Raccontando la realtà degli allevamenti intensivi, Foer segue il filo rosso della storia della sua vita familiare: all’inizio ci sono i ricordi legati all’infanzia e a sua nonna, alla fine le novità portate dalla nascita del primo figlio. La considerazione che sta alla base di tutto il libro è che mangiare è un atto culturale, e mangiare carne è diventato un atto culturale estremamente radicato nella nostra società.
Questo problema se lo pone prima o poi ogni vegetariano, quando si chiede perché tutti continuano a mangiare gli animali e si interroga sulla sorte della propria vita sociale. Prima che
Barbara diventasse vegetariana ne abbiamo parlato spesso; secondo lei, trascurare l’aspetto socio-culturale del cibo era un grave errore commesso soprattutto dalle varie associazioni che promuovono il vegetarismo. Prendiamo la scena classica che quasi ogni vegetariano ha vissuto: durante una festa di compleanno, il cenone di Natale, il pranzo di Pasqua o qualsiasi altra simile occasione, i tuoi parenti iniziano a fissarti come un pazzo che ha appena aderito a una strana setta. Il tuo essere diventato vegetariano o la tua scelta di diventarlo sono l'argomento del giorno, e niente li distrae da quel pensiero. Perché all'improvviso quello che mangio o non mangio è diventato così importante agli occhi degli altri? Tutto sommato, non saranno fatti miei e basta? Quando 8 anni fa sono diventata vegetariana, praticamente non mi sono posta il problema; sarà che tutto sommato la serata standard, dalle mie parti, si passa in pizzeria e quindi non avevo difficoltà a mangiare fuori casa, sarà stata la sfacciataggine e il muso duro dell'adolescenza, sarà anche che ero molto giovane e non avevo una grande vita sociale, ma all'epoca non mi importava di rinunciare ai prodotti di origine animale e alle possibilità di socializzazione che essi offrono.
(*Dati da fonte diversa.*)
//! Order Arena - fixed-capacity slab with an intrusive LIFO free list.
//!
//! The arena pre-allocates every slot at construction and never grows,
//! so allocation latency and memory footprint are bounded. The most
//! recently freed slot is handed out first, which keeps bursts of
//! matching activity on warm cache lines.

use std::fmt;

use crate::order::Order;

/// Sentinel value terminating the free list
pub const NULL_INDEX: u32 = u32::MAX;

/// Owning reference to an allocated slot.
///
/// Not `Clone` or `Copy`: `allocate` is the only way to obtain one and
/// `deallocate` consumes it, so a handle cannot outlive its slot. The
/// generation catches handles that survive an arena `reset`.
/// Issued generations are always odd.
#[derive(Debug, PartialEq, Eq)]
pub struct OrderHandle {
    index: u32,
    generation: u32,
}

impl OrderHandle {
    /// Slot index inside the arena
    #[inline]
    pub fn index(&self) -> u32 {
        self.index
    }

    #[inline]
    pub fn generation(&self) -> u32 {
        self.generation
    }
}

/// One arena slot - 32 bytes, two per cache line.
///
/// | Field      | Type  | Offset | Size |
/// |------------|-------|--------|------|
/// | order      | Order | 0      | 24   |
/// | generation | u32   | 24     | 4    |
/// | next_free  | u32   | 28     | 4    |
#[repr(C, align(32))]
#[derive(Clone, Copy)]
struct Slot {
    order: Order,
    /// Odd while allocated, even while free
    generation: u32,
    /// Free-list link, only meaningful while the slot is free
    next_free: u32,
}

const _: () = assert!(
    std::mem::size_of::<Slot>() == 32,
    "Slot must be exactly 32 bytes"
);

/// Pre-allocated order storage with O(1) allocate and deallocate.
pub struct OrderArena {
    slots: Vec<Slot>,
    /// Head of the free list
    free_head: u32,
    allocated_count: u32,
    capacity: u32,
}

impl OrderArena {
    /// Create an arena holding at most `capacity` live orders.
    ///
    /// # Panics
    /// Panics if capacity is not below `NULL_INDEX`.
    pub fn new(capacity: u32) -> Self {
        assert!(capacity < NULL_INDEX, "Capacity must be less than NULL_INDEX");

        let slots = vec![
            Slot {
                order: Order::empty(),
                generation: 0,
                next_free: NULL_INDEX,
            };
            capacity as usize
        ];

        let mut arena = Self {
            slots,
            free_head: NULL_INDEX,
            allocated_count: 0,
            capacity,
        };
        arena.thread_free_list();
        arena
    }

    /// Chain every slot into the free list in index order.
    fn thread_free_list(&mut self) {
        for (i, slot) in self.slots.iter_mut().enumerate() {
            slot.next_free = i as u32 + 1;
        }
        if let Some(last) = self.slots.last_mut() {
            last.next_free = NULL_INDEX;
        }
        self.free_head = if self.capacity > 0 { 0 } else { NULL_INDEX };
        self.allocated_count = 0;
    }

    /// Allocate a slot and store `order` in it.
    ///
    /// Returns `None` when every slot is in use; never blocks or grows.
    #[inline]
    pub fn allocate(&mut self, order: Order) -> Option<OrderHandle> {
        if self.free_head == NULL_INDEX {
            return None;
        }

        let index = self.free_head;
        let slot = &mut self.slots[index as usize];
        self.free_head = slot.next_free;
        slot.next_free = NULL_INDEX;
        slot.generation = slot.generation.wrapping_add(1);
        slot.order = order;
        self.allocated_count += 1;

        Some(OrderHandle {
            index,
            generation: slot.generation,
        })
    }

    /// Release a slot back to the free list and return its final contents.
    #[inline]
    pub fn deallocate(&mut self, handle: OrderHandle) -> Order {
        debug_assert!(handle.index < self.capacity, "Index out of bounds");
        debug_assert!(self.allocated_count > 0, "Double free detected");

        let slot = &mut self.slots[handle.index as usize];
        debug_assert_eq!(slot.generation, handle.generation, "Stale handle");

        let order = slot.order;
        slot.order = Order::empty();
        slot.generation = slot.generation.wrapping_add(1);
        slot.next_free = self.free_head;
        self.free_head = handle.index;
        self.allocated_count -= 1;
        order
    }

    /// Return every slot to the free list.
    ///
    /// Meant for use between independent runs. Handles issued before the
    /// reset become stale and are rejected by `try_get`.
    pub fn reset(&mut self) {
        for slot in &mut self.slots {
            slot.order = Order::empty();
            if slot.generation & 1 == 1 {
                slot.generation = slot.generation.wrapping_add(1);
            }
        }
        self.thread_free_list();
    }

    #[inline]
    pub fn get(&self, handle: &OrderHandle) -> &Order {
        let slot = &self.slots[handle.index as usize];
        debug_assert_eq!(slot.generation, handle.generation, "Stale handle");
        &slot.order
    }

    #[inline]
    pub fn get_mut(&mut self, handle: &OrderHandle) -> &mut Order {
        let slot = &mut self.slots[handle.index as usize];
        debug_assert_eq!(slot.generation, handle.generation, "Stale handle");
        &mut slot.order
    }

    /// Checked access: `None` if the handle predates a reset or belongs
    /// to a different arena.
    pub fn try_get(&self, handle: &OrderHandle) -> Option<&Order> {
        self.slots
            .get(handle.index as usize)
            .filter(|slot| slot.generation & 1 == 1 && slot.generation == handle.generation)
            .map(|slot| &slot.order)
    }

    /// Number of live orders
    #[inline]
    pub fn allocated(&self) -> u32 {
        self.allocated_count
    }

    #[inline]
    pub fn capacity(&self) -> u32 {
        self.capacity
    }

    /// Number of slots still available
    #[inline]
    pub fn available(&self) -> u32 {
        self.capacity - self.allocated_count
    }

    #[inline]
    pub fn is_empty(&self) -> bool {
        self.allocated_count == 0
    }

    #[inline]
    pub fn is_full(&self) -> bool {
        self.free_head == NULL_INDEX
    }

    /// Pre-fault all memory pages (warm-up routine).
    ///
    /// Touches every slot so the OS maps the pages before the hot path runs.
    pub fn warm_up(&mut self) {
        for slot in &mut self.slots {
            // SAFETY: `slot` is a valid, exclusive reference into `self.slots`.
            unsafe {
                std::ptr::write_volatile(&mut slot.order.quantity, slot.order.quantity);
            }
        }
    }
}

impl fmt::Debug for OrderArena {
    fn fmt(&self, f: &mut fmt::Formatter<'_>) -> fmt::Result {
        f.debug_struct("OrderArena")
            .field("capacity", &self.capacity)
            .field("allocated", &self.allocated_count)
            .field("free_head", &self.free_head)
            .finish()
    }
}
Però, pensiamoci: i cibi della nostra recente tradizione, come i dolci delle feste e i piatti delle grandi occasioni, sono pieni di derivati animali. Noi non abbiamo la festa del Ringraziamento, col suo immancabile tacchino, che tanta importanza assume nel racconto di Foer, però abbiamo una varietà di cibi regionali, a base di carne o di pesce, che nella nostra mente sanno di festa e di cucina della mamma, che “fanno casa”. E l'idea di doverci rinunciare atterrisce molte persone che pure stanno valutando l'idea di diventare vegetariane.
Minimizzare non ha senso: il cibo è importante, soddisfa un bisogno primario, permea il nostro immaginario, ci fa sentire bene fisicamente ed emotivamente, crea occasioni di convivialità... la preferenza per una stessa pietanza può perfino renderci simpatica una persona appena conosciuta. Cosa succede quindi se d'un tratto smettiamo di consumare quelle tipologie di alimenti che, purtroppo, sembrano alla base della dieta dell'italiano medio? Pare quasi che si spezzi qualcosa, che si crei una frattura tra “noi” e gli “altri”, e a volte il timore che ti si crei intorno un vuoto sociale purtroppo non è ingiustificato: agli occhi dei tuoi amici andare a mangiare fuori può sembrare d'un tratto un problema insormontabile, e se ti invitano a casa per una cena vanno incontro al panico del "ma questo lo mangi?" oppure "e adesso che cosa cucino?!". Fino a qualche anno fa all'argomento non veniva data tanta importanza, ma le cose stanno cambiando e sempre più i siti che promuovono il vegetarismo offrono svariati consigli su come gestire lo smarrimento di parenti e amici davanti al cambiamento.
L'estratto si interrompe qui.